DATA FOR THIS TASK:
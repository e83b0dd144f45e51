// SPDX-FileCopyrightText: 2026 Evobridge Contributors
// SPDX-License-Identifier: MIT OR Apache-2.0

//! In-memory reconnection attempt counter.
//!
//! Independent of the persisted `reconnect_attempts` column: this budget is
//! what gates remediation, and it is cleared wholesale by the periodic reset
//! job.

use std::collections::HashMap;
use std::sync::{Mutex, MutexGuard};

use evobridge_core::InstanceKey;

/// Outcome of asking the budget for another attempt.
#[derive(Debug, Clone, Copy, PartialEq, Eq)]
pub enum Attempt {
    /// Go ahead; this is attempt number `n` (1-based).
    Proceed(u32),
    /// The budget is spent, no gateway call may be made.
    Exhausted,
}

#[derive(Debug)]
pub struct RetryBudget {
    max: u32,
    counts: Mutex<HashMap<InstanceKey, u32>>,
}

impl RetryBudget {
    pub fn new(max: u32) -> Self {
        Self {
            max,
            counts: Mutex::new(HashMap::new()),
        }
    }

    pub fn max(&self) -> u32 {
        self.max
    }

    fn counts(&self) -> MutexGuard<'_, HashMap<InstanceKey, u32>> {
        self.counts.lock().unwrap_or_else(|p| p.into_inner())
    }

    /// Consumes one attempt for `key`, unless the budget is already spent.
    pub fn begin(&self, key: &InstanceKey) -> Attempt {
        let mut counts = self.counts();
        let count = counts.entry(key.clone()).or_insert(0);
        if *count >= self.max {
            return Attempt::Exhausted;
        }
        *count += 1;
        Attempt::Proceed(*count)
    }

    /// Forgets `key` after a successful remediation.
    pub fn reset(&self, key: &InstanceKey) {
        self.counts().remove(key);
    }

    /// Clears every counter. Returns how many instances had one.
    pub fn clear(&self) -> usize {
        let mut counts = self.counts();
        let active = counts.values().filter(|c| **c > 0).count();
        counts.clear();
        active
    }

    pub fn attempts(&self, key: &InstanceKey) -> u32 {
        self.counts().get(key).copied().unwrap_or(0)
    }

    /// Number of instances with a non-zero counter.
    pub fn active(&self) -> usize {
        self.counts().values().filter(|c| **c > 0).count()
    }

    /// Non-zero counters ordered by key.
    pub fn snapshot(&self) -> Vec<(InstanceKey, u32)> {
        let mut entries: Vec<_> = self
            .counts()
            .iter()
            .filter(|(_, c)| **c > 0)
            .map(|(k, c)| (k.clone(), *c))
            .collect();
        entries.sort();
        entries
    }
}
...
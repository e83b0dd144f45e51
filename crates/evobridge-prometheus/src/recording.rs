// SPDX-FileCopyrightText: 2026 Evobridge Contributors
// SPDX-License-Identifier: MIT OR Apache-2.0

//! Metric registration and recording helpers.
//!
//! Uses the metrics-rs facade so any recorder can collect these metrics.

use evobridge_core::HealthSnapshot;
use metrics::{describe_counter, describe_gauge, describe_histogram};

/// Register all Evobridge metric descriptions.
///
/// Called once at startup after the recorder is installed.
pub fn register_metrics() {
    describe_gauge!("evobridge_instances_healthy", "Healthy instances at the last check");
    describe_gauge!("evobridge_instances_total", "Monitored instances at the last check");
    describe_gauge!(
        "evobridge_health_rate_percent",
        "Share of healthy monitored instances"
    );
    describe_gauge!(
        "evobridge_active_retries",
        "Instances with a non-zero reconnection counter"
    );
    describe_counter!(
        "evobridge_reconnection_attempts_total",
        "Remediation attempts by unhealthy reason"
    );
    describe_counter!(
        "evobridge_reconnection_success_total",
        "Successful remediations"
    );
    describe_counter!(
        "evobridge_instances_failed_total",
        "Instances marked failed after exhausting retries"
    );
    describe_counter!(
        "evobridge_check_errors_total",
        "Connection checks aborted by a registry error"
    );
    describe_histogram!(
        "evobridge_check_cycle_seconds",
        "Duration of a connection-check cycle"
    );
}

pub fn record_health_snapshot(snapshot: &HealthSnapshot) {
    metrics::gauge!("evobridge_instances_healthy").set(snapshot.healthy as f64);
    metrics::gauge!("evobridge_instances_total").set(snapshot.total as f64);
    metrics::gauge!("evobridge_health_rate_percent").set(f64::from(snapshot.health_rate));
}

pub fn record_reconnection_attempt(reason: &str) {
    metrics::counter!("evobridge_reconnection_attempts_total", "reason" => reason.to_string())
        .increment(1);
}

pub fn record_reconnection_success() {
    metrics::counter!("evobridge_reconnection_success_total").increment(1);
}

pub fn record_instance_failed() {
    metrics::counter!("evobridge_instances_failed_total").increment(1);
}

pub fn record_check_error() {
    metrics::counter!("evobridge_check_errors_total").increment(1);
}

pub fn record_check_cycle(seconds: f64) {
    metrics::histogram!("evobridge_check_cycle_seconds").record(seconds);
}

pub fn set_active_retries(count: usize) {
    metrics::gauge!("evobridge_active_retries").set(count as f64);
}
...
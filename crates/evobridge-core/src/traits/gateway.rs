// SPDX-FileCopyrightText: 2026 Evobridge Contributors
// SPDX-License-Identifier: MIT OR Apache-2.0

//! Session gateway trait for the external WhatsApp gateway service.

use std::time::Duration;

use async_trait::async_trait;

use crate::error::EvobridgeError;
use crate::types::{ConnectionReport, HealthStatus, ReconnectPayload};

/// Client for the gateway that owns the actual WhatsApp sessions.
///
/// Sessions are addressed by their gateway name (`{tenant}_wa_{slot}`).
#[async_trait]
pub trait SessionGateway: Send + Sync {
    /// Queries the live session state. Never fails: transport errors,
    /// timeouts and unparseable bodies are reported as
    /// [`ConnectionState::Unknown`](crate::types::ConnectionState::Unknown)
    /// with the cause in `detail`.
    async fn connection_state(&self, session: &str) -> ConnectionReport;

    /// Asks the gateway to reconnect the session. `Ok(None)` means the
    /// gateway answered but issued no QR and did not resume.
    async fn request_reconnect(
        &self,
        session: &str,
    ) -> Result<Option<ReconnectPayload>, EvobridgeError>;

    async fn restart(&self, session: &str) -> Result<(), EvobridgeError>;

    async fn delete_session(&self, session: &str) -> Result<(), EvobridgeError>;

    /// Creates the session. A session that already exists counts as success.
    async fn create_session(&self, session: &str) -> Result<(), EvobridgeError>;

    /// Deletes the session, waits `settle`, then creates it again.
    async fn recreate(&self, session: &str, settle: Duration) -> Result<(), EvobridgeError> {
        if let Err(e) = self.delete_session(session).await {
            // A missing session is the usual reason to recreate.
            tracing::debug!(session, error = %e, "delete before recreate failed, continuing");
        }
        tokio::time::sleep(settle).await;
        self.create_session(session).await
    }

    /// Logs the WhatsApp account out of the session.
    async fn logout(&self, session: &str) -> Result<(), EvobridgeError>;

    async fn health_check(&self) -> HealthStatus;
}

REQUIRED WORK: Go through the entries and copy every line with "WhatsApp".

WRITTEN SOLUTION:
//! Session gateway trait for the external WhatsApp gateway service.
/// Client for the gateway that owns the actual WhatsApp sessions.
    /// Logs the WhatsApp account out of the session.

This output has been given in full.